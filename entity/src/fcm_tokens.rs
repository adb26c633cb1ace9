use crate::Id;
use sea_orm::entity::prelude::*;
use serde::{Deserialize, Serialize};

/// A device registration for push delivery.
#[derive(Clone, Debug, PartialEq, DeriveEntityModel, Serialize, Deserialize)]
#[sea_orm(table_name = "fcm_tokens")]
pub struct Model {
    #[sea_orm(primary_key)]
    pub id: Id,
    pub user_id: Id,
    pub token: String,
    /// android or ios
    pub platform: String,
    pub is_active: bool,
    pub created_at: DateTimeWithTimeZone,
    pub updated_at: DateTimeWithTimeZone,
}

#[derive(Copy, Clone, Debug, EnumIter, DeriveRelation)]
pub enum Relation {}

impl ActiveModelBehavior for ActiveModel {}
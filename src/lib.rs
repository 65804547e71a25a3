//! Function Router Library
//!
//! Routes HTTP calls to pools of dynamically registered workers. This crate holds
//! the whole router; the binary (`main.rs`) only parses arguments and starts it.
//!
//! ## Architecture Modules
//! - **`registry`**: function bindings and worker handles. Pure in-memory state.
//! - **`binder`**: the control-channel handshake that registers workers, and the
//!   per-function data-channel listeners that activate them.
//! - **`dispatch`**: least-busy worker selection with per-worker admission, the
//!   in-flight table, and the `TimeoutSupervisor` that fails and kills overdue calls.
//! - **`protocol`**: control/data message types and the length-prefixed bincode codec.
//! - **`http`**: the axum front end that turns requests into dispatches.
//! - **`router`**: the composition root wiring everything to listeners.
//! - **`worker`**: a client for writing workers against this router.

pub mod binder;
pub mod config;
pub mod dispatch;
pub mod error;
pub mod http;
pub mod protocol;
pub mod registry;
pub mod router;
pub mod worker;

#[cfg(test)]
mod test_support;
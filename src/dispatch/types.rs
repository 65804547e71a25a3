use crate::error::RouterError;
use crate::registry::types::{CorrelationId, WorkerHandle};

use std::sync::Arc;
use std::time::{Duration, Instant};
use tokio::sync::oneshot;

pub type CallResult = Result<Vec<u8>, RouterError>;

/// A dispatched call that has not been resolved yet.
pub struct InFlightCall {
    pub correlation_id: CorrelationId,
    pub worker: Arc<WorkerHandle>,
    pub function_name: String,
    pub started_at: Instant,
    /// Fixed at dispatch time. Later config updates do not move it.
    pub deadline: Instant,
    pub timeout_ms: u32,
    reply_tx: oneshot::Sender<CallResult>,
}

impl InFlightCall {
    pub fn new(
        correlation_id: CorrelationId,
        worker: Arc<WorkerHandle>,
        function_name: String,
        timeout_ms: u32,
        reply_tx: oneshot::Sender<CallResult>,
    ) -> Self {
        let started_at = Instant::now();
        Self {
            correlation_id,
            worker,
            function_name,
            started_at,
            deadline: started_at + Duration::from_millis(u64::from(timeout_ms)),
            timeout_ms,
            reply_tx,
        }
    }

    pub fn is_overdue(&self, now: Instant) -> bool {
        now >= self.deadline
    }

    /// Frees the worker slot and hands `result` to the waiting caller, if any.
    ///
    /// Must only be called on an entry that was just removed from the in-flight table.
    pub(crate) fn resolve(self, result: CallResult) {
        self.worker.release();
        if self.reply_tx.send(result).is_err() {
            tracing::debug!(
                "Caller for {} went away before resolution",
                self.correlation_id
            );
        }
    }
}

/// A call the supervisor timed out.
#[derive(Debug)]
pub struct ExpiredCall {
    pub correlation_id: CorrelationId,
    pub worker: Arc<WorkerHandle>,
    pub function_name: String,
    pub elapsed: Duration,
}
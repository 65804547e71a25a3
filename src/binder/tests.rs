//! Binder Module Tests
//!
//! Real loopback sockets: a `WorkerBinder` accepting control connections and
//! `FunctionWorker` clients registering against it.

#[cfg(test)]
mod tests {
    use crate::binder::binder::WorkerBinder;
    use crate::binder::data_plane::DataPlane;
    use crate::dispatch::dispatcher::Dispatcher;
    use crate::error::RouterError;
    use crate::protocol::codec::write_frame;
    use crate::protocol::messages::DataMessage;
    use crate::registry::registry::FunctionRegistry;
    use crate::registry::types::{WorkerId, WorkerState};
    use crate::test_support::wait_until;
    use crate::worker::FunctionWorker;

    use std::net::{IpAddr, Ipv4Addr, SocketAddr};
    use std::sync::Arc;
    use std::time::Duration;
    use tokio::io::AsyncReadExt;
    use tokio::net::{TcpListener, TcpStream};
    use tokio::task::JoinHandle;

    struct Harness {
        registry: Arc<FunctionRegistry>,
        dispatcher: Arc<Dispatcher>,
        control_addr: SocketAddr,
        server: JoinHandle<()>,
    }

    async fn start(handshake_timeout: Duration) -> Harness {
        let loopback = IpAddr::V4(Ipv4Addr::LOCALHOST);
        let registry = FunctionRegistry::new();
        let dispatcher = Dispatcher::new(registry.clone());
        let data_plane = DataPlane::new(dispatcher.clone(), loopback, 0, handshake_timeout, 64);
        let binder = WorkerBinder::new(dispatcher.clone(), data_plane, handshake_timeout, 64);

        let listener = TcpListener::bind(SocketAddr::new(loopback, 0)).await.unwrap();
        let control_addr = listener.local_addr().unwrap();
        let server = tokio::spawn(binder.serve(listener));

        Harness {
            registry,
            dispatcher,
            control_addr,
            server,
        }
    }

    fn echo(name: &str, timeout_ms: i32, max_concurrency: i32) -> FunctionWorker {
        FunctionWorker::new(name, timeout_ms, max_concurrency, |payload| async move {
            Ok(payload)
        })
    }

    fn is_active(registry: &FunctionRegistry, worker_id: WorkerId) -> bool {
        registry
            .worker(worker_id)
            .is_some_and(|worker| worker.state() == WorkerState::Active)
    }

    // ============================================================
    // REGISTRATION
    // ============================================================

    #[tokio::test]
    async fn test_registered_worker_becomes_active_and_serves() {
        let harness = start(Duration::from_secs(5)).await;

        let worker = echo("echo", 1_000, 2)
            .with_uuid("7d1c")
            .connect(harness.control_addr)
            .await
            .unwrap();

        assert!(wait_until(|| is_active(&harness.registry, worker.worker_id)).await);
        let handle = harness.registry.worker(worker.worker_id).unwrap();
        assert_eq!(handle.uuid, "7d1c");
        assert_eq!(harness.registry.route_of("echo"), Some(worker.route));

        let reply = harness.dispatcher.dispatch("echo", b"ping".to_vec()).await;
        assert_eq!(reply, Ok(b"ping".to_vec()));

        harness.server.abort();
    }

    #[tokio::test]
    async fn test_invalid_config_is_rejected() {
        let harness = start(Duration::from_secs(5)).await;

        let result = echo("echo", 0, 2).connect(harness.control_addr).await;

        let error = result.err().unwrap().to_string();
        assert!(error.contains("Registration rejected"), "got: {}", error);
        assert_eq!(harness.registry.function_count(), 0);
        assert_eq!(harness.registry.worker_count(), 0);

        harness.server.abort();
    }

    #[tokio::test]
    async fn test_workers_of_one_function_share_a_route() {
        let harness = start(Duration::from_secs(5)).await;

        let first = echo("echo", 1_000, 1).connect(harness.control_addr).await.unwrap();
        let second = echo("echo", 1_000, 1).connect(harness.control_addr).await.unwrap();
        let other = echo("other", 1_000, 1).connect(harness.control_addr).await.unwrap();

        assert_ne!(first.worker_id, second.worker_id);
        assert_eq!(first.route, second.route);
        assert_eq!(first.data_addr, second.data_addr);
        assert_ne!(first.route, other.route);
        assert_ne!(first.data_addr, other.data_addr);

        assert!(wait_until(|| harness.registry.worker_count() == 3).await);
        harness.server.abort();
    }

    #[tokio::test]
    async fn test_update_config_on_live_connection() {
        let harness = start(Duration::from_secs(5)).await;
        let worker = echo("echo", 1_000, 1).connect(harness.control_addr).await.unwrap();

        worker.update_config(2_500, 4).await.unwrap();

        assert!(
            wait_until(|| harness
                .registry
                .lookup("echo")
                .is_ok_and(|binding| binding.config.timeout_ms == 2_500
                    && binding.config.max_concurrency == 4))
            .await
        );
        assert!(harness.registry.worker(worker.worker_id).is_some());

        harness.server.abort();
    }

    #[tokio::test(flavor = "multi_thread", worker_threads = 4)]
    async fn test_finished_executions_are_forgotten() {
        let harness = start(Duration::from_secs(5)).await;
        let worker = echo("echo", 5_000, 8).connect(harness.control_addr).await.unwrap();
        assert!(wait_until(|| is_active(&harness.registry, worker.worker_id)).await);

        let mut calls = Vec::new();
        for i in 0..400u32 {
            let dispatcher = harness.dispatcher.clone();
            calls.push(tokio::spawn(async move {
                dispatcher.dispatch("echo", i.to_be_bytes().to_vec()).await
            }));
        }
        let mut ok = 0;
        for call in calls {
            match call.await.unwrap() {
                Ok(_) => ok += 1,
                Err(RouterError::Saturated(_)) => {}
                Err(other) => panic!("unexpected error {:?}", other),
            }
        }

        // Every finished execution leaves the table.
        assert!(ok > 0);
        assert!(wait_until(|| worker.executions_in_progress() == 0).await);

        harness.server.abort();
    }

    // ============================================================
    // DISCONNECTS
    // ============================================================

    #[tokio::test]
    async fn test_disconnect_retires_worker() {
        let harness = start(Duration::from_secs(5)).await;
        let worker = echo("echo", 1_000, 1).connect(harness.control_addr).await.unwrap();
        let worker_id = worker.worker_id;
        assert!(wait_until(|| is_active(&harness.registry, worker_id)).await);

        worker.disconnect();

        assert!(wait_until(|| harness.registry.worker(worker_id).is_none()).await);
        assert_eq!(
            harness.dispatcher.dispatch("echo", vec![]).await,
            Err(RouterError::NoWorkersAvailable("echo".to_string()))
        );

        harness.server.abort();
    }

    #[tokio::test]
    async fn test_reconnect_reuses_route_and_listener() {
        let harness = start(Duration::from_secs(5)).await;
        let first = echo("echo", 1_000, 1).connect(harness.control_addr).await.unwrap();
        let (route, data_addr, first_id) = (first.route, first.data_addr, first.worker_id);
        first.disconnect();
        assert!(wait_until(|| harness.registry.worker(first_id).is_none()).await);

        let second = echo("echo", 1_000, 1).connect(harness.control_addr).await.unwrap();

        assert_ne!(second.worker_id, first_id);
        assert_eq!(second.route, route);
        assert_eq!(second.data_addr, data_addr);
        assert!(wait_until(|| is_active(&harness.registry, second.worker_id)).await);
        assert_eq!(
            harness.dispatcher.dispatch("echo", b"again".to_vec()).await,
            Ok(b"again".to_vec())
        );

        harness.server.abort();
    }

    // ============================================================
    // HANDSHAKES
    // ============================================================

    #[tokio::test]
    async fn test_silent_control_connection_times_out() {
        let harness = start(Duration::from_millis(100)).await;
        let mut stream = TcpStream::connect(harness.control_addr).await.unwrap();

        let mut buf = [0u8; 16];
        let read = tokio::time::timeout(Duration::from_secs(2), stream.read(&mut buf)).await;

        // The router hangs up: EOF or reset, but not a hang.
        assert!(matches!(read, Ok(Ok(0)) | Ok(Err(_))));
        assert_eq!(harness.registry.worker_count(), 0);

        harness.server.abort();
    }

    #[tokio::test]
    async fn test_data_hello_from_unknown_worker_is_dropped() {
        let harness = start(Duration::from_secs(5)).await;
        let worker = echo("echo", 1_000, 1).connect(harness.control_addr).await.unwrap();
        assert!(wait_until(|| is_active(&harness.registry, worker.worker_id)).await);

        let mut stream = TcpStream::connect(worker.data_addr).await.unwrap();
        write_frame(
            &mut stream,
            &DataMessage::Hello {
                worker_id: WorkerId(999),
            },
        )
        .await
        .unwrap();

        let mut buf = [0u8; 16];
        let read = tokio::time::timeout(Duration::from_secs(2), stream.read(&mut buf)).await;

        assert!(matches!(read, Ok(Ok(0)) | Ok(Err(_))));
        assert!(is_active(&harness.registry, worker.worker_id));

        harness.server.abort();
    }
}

=====

Look through the entries above and copy each line that has "filename" in it.

(Reply)
filename entity/src/fcm_tokens.rs
filename src/lib.rs
filename src/dispatch/types.rs
filename src/binder/tests.rs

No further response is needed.